Write out the following listing's lines from the one with "assert!(matches!(ops.linear(&x, 2), Err(OpsError::ShapeMismatch" to the one with "assert_abs_diff_eq!(out.data[0], -1.0, epsilon", exactly, with both included and no others.
### Dataset records
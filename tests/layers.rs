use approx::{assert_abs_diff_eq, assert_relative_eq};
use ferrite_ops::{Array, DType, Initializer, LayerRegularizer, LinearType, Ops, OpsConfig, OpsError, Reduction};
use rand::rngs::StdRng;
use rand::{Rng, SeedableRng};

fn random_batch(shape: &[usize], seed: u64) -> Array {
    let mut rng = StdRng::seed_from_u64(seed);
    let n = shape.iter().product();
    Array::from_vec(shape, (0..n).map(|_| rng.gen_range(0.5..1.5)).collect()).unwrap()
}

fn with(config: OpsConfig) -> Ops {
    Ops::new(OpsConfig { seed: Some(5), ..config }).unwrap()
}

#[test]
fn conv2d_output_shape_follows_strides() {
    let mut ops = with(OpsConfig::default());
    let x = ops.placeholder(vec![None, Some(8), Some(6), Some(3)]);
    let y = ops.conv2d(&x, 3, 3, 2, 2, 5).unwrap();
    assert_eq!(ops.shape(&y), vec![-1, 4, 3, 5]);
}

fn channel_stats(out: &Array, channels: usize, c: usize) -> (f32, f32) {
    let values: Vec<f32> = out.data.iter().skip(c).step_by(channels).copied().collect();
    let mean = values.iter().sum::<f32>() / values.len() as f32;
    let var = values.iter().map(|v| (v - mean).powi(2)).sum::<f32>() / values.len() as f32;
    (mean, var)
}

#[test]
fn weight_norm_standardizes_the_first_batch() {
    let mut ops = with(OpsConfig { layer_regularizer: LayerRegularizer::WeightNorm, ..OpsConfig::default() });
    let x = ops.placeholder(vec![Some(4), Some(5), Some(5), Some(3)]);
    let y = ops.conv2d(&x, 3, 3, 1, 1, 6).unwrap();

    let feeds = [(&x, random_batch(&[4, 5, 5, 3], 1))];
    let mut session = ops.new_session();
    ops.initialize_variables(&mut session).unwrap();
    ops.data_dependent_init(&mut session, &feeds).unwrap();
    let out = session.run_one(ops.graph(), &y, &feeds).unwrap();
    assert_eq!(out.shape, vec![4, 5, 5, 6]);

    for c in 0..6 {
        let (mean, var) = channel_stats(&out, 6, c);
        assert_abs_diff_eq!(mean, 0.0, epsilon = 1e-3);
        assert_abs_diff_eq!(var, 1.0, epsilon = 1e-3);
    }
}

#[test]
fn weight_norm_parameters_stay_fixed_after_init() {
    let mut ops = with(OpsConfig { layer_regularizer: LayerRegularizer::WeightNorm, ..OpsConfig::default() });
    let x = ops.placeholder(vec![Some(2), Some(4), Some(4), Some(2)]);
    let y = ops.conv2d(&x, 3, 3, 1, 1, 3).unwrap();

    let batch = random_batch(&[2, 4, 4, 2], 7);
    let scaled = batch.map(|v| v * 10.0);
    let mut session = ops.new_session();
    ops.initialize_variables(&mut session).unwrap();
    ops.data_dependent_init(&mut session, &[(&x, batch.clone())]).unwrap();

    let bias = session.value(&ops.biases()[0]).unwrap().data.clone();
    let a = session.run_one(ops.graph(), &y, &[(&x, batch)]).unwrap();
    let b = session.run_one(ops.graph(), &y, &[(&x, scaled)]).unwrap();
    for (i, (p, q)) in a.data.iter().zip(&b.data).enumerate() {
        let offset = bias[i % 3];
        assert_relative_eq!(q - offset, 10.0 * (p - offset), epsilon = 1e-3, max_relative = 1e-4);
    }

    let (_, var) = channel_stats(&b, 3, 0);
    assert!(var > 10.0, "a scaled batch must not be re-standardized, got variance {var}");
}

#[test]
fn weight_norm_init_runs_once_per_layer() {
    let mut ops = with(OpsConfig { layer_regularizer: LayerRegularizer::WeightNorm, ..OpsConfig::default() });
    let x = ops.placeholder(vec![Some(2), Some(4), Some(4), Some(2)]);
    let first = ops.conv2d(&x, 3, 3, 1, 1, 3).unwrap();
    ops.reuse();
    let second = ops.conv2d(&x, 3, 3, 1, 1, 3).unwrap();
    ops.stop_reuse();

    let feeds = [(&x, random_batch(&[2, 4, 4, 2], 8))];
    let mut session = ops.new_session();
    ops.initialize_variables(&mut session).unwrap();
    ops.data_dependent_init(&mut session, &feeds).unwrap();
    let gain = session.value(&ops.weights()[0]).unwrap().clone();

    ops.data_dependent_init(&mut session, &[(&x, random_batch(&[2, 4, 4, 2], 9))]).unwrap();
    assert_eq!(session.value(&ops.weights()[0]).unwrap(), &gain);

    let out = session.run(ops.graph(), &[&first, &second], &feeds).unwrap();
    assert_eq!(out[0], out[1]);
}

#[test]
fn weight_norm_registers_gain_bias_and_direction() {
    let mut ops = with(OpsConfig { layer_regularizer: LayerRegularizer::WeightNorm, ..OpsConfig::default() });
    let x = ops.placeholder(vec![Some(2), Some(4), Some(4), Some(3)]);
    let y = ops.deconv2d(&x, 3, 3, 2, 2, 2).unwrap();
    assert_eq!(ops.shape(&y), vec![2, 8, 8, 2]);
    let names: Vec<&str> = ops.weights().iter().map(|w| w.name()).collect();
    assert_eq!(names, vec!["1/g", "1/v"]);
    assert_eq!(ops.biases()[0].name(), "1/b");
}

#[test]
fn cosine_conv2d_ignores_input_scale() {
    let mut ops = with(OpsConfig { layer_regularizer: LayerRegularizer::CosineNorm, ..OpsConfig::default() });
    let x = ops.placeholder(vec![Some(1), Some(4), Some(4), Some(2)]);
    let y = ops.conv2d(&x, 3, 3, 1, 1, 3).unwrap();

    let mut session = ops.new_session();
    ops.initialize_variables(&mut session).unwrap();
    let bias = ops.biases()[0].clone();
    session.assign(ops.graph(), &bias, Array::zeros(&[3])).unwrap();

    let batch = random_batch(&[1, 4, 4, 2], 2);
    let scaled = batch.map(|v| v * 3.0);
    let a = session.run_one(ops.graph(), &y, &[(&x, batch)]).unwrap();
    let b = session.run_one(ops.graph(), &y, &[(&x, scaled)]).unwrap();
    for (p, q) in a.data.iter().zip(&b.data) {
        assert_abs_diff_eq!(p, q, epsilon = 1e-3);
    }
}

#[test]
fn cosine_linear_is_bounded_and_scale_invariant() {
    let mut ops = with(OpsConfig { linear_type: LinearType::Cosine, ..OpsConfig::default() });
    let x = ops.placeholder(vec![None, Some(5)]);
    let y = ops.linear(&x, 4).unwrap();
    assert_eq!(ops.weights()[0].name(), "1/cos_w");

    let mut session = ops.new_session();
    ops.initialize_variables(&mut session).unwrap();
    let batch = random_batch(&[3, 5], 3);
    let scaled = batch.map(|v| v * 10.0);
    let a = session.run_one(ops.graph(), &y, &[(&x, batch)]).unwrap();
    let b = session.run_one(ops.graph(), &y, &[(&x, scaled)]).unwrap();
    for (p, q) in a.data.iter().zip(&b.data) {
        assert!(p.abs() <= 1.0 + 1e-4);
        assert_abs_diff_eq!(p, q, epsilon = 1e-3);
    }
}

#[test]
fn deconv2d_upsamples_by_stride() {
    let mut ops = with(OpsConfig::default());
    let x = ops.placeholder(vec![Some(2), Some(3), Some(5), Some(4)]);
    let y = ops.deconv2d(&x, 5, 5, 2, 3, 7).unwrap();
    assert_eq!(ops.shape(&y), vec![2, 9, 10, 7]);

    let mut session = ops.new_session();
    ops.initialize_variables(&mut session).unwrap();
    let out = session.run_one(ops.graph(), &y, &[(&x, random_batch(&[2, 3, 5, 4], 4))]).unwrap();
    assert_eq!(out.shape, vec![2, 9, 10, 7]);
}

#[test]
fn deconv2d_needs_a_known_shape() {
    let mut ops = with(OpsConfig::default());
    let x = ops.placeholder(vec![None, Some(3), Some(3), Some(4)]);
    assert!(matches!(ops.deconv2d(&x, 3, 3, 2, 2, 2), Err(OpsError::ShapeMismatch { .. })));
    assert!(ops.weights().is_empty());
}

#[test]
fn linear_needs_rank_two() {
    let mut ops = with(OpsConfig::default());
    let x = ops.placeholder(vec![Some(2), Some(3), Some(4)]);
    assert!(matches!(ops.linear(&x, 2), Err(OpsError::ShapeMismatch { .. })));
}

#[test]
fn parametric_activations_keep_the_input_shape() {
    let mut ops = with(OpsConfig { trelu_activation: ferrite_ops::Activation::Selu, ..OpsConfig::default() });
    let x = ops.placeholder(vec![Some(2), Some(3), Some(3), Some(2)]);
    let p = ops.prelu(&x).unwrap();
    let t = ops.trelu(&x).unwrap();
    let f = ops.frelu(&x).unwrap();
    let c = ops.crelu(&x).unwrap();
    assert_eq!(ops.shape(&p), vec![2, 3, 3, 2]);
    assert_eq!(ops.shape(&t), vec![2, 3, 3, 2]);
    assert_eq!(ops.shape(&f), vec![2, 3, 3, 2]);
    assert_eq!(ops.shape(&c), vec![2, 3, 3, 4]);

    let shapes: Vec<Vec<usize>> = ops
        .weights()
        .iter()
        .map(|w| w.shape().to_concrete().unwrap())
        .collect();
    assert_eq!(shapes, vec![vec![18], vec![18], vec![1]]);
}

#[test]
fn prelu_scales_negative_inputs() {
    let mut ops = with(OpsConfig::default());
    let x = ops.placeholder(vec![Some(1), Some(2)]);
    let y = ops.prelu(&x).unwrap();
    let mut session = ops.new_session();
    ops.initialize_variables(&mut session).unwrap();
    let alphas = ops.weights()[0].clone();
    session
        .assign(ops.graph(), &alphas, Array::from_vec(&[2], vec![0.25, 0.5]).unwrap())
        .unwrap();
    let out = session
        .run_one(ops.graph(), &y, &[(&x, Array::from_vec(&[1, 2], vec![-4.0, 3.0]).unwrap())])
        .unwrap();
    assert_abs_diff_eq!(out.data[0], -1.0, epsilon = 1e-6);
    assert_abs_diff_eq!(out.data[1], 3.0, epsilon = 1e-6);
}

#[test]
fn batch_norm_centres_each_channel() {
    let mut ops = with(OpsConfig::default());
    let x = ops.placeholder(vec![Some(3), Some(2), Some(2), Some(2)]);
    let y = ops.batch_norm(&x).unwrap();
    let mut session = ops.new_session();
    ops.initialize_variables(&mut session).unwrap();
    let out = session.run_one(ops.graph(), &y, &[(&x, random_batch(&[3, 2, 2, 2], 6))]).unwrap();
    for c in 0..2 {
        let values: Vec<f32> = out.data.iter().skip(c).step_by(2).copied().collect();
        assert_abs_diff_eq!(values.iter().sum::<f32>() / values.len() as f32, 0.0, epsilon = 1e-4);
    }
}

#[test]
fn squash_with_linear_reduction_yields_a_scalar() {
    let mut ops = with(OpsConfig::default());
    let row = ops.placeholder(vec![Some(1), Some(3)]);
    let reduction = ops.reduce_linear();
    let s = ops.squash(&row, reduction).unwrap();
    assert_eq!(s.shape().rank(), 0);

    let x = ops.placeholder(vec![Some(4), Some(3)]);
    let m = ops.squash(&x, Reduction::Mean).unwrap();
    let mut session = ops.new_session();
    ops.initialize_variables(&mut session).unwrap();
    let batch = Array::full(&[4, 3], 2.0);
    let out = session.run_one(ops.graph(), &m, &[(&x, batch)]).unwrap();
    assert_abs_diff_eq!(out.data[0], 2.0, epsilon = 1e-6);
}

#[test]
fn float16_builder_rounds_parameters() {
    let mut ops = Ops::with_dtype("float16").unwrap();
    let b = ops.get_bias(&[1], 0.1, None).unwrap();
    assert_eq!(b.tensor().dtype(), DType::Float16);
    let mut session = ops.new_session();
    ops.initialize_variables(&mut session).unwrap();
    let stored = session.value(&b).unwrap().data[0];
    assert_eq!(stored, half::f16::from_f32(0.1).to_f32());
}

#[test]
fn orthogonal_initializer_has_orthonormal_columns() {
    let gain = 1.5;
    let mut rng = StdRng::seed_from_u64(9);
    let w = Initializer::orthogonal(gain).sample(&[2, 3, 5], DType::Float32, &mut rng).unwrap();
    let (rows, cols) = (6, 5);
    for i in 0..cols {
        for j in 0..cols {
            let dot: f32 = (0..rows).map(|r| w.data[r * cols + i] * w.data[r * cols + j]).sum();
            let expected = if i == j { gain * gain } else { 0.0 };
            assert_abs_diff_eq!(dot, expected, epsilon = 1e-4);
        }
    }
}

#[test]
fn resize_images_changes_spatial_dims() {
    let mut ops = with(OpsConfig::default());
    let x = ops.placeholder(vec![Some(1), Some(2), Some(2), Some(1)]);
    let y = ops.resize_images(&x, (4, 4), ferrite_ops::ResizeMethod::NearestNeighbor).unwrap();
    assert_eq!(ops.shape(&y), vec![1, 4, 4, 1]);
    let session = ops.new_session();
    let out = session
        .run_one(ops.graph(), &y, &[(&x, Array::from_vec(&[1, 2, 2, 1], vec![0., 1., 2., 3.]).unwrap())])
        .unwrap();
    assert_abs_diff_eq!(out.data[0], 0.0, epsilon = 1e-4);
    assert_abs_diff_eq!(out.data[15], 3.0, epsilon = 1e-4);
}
######
_Task result_
    assert!(matches!(ops.linear(&x, 2), Err(OpsError::ShapeMismatch { .. })));
}

#[test]
fn parametric_activations_keep_the_input_shape() {
    let mut ops = with(OpsConfig { trelu_activation: ferrite_ops::Activation::Selu, ..OpsConfig::default() });
    let x = ops.placeholder(vec![Some(2), Some(3), Some(3), Some(2)]);
    let p = ops.prelu(&x).unwrap();
    let t = ops.trelu(&x).unwrap();
    let f = ops.frelu(&x).unwrap();
    let c = ops.crelu(&x).unwrap();
    assert_eq!(ops.shape(&p), vec![2, 3, 3, 2]);
    assert_eq!(ops.shape(&t), vec![2, 3, 3, 2]);
    assert_eq!(ops.shape(&f), vec![2, 3, 3, 2]);
    assert_eq!(ops.shape(&c), vec![2, 3, 3, 4]);

    let shapes: Vec<Vec<usize>> = ops
        .weights()
        .iter()
        .map(|w| w.shape().to_concrete().unwrap())
        .collect();
    assert_eq!(shapes, vec![vec![18], vec![18], vec![1]]);
}

#[test]
fn prelu_scales_negative_inputs() {
    let mut ops = with(OpsConfig::default());
    let x = ops.placeholder(vec![Some(1), Some(2)]);
    let y = ops.prelu(&x).unwrap();
    let mut session = ops.new_session();
    ops.initialize_variables(&mut session).unwrap();
    let alphas = ops.weights()[0].clone();
    session
        .assign(ops.graph(), &alphas, Array::from_vec(&[2], vec![0.25, 0.5]).unwrap())
        .unwrap();
    let out = session
        .run_one(ops.graph(), &y, &[(&x, Array::from_vec(&[1, 2], vec![-4.0, 3.0]).unwrap())])
        .unwrap();
    assert_abs_diff_eq!(out.data[0], -1.0, epsilon = 1e-6);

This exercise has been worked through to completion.